**AVAILABLE DATA:**
//! Heuristic "foothold" detection.
//!
//! A clue is an arithmetic pattern a solver can spot without knowing any
//! digits yet. Clues only rate puzzle quality; they never affect correctness.

use crate::arith::Op;
use crate::grid::{Grid, Line, Operators};
use serde::{Deserialize, Serialize};

/// Recognized foothold patterns, in detection priority order
#[derive(Debug, Clone, Copy, PartialEq, Eq, PartialOrd, Ord, Hash, Serialize, Deserialize)]
pub enum ClueKind {
    /// Two single-digit addends summing to 10 or more
    AdditionCarry,
    /// Multiplying by zero gives zero
    ZeroAnnihilator,
    /// `a - a = 0`
    SelfSubtraction,
    /// `a / 1 = a`
    DivideByOne,
    /// `a / a = 1`
    SelfDivision,
    /// Exact division other than the two identities above
    Divisibility,
    /// Product below ten
    SingleDigitProduct,
    /// `a x a` in {0, 1, 4, 9}
    SmallSquare,
}

impl ClueKind {
    /// Human-readable description used in diagnostics
    pub fn label(&self) -> &'static str {
        match self {
            ClueKind::AdditionCarry => "carry in addition (tens=1)",
            ClueKind::ZeroAnnihilator => "annihilator (x0->0)",
            ClueKind::SelfSubtraction => "a-a=0",
            ClueKind::DivideByOne => "/1 identity",
            ClueKind::SelfDivision => "a/a=1",
            ClueKind::Divisibility => "divisibility",
            ClueKind::SingleDigitProduct => "single-digit product",
            ClueKind::SmallSquare => "small square",
        }
    }
}

impl std::fmt::Display for ClueKind {
    fn fmt(&self, f: &mut std::fmt::Formatter<'_>) -> std::fmt::Result {
        write!(f, "{}", self.label())
    }
}

/// Counts lines that offer at least one foothold
#[derive(Debug, Clone, Copy)]
pub struct ClueScorer {
    allow_zero: bool,
}

impl ClueScorer {
    pub fn new(allow_zero: bool) -> Self {
        Self { allow_zero }
    }

    /// First matching clue on a line, checked in priority order.
    pub fn detect(&self, line: &Line) -> Option<ClueKind> {
        let Line { a, op, b, c, .. } = *line;
        match op {
            Op::Add if a < 10 && b < 10 && a + b >= 10 => Some(ClueKind::AdditionCarry),
            Op::Mul if self.allow_zero && (a == 0 || b == 0) && c == 0 => {
                Some(ClueKind::ZeroAnnihilator)
            }
            Op::Sub if self.allow_zero && a == b && c == 0 => Some(ClueKind::SelfSubtraction),
            Op::Div if b == 1 && c == a => Some(ClueKind::DivideByOne),
            Op::Div if a == b && b != 0 && c == 1 => Some(ClueKind::SelfDivision),
            Op::Div if b > 1 && a != b && a % b == 0 => Some(ClueKind::Divisibility),
            Op::Mul if c <= 9 => Some(ClueKind::SingleDigitProduct),
            Op::Mul if a == b && matches!(c, 0 | 1 | 4 | 9) => Some(ClueKind::SmallSquare),
            _ => None,
        }
    }

    /// Number of lines with at least one clue (at most one counted per line)
    pub fn score_lines(&self, lines: &[Line]) -> usize {
        lines.iter().filter(|line| self.detect(line).is_some()).count()
    }

    pub fn score(&self, grid: &Grid, ops: &Operators) -> usize {
        self.score_lines(&grid.lines(ops))
    }

    /// Labels such as `"Row1: carry in addition (tens=1)"`, one per clued line
    pub fn labels(&self, grid: &Grid, ops: &Operators) -> Vec<String> {
        grid.lines(ops)
            .iter()
            .filter_map(|line| self.detect(line).map(|kind| format!("{}: {}", line.id, kind)))
            .collect()
    }
}
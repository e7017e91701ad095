mod render;
mod settings;
mod theme;

use anyhow::{bail, Result};
use calcrostic_core::{GenerateError, Generator, GeneratorConfig, Op, Solver};
use clap::{ArgAction, Parser};
use simplelog::{ColorChoice, Config, LevelFilter, TermLogger, TerminalMode};
use std::io::{self, Write};
use std::path::PathBuf;
use theme::Theme;

/// Generate 3x3 arithmetic letter puzzles with exactly one solution
#[derive(Debug, Parser)]
#[command(name = "calcrostic", version, about)]
struct Cli {
    /// JSON config file (defaults to the per-user config when present)
    #[arg(long, value_name = "PATH")]
    config: Option<PathBuf>,

    /// Allow the value and digit 0
    #[arg(long, value_name = "BOOL")]
    allow_zero: Option<bool>,

    /// Allow values up to 99
    #[arg(long, value_name = "BOOL")]
    allow_two_digit: Option<bool>,

    /// Fewest distinct letters
    #[arg(long, value_name = "N")]
    letters_min: Option<usize>,

    /// Most distinct letters
    #[arg(long, value_name = "N")]
    letters_max: Option<usize>,

    /// Require at least this many clued lines
    #[arg(long, value_name = "N")]
    min_clue_score: Option<usize>,

    /// Attempts before giving up
    #[arg(long, value_name = "N")]
    max_attempts: Option<usize>,

    /// Seed for a reproducible puzzle
    #[arg(long)]
    seed: Option<u64>,

    /// Never use division
    #[arg(long)]
    no_division: bool,

    /// Reject lines like X + 0 = X
    #[arg(long)]
    reject_zero_identities: bool,

    /// Print the puzzle record as JSON
    #[arg(long)]
    json: bool,

    /// Print the numeric equations, clues, and solution count
    #[arg(long)]
    debug: bool,

    /// Re-solve the puzzle and check the certified solution against its mapping
    #[arg(long)]
    verify: bool,

    /// Disable colored output
    #[arg(long)]
    no_color: bool,

    /// Increase log verbosity (-v, -vv, -vvv)
    #[arg(short, long, action = ArgAction::Count)]
    verbose: u8,
}

impl Cli {
    /// Layer command-line overrides on top of a loaded config
    fn apply(&self, mut config: GeneratorConfig) -> GeneratorConfig {
        if let Some(v) = self.allow_zero {
            config.allow_zero = v;
        }
        if let Some(v) = self.allow_two_digit {
            config.allow_two_digit = v;
        }
        if let Some(v) = self.letters_min {
            config.letters_min = v;
        }
        if let Some(v) = self.letters_max {
            config.letters_max = v;
        }
        if let Some(v) = self.min_clue_score {
            config.min_clue_score = Some(v);
        }
        if let Some(v) = self.max_attempts {
            config.max_attempts = v;
        }
        if let Some(seed) = self.seed {
            config.seed = Some(seed);
        }
        if self.no_division {
            config.op_weights = Some(config.op_weights.unwrap_or_default().without(Op::Div));
        }
        if self.reject_zero_identities {
            config.reject_zero_identities = true;
        }
        config
    }
}

fn init_logging(verbose: u8) {
    let level = match verbose {
        0 => LevelFilter::Warn,
        1 => LevelFilter::Info,
        2 => LevelFilter::Debug,
        _ => LevelFilter::Trace,
    };
    let _ = TermLogger::init(level, Config::default(), TerminalMode::Stderr, ColorChoice::Auto);
}

fn main() -> Result<()> {
    let cli = Cli::parse();
    init_logging(cli.verbose);

    let config = cli.apply(settings::load(cli.config.as_deref())?);
    config.validate()?;

    let mut generator = Generator::with_config(config.clone());
    let puzzle = match generator.generate() {
        Ok(puzzle) => puzzle,
        Err(GenerateError::Exhausted { attempts }) => bail!(
            "temporarily unable to satisfy constraints after {} attempts; try a wider letter range",
            attempts
        ),
        Err(e) => return Err(e.into()),
    };

    let solver = Solver::new(config.bounds());
    let stdout = io::stdout();
    let mut out = stdout.lock();

    if cli.json {
        let certified = cli
            .verify
            .then(|| solver.solve(&puzzle.letter_grid, &puzzle.ops));
        if certified.is_some_and(|found| found.as_ref() != Some(&puzzle.mapping)) {
            bail!("certified solution does not match the puzzle mapping");
        }
        serde_json::to_writer_pretty(&mut out, &puzzle)?;
        writeln!(out)?;
        return Ok(());
    }

    let theme = if cli.no_color { Theme::plain() } else { Theme::dark() };
    render::render_puzzle(&mut out, &puzzle, &theme)?;
    render::render_solution(&mut out, &puzzle, &theme)?;
    if cli.debug {
        render::render_debug(&mut out, &puzzle, &solver, &theme)?;
    }
    if cli.verify && !render::render_verification(&mut out, &puzzle, &solver, &theme)? {
        bail!("certified solution does not match the puzzle mapping");
    }

    Ok(())
}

**EXERCISE:** Out of the entries, pull every line that mentions "lines".

**THE ANSWER:**
/// Counts lines that offer at least one foothold
    /// Number of lines with at least one clue (at most one counted per line)
    pub fn score_lines(&self, lines: &[Line]) -> usize {
        lines.iter().filter(|line| self.detect(line).is_some()).count()
        self.score_lines(&grid.lines(ops))
        grid.lines(ops)
    /// Require at least this many clued lines
    /// Reject lines like X + 0 = X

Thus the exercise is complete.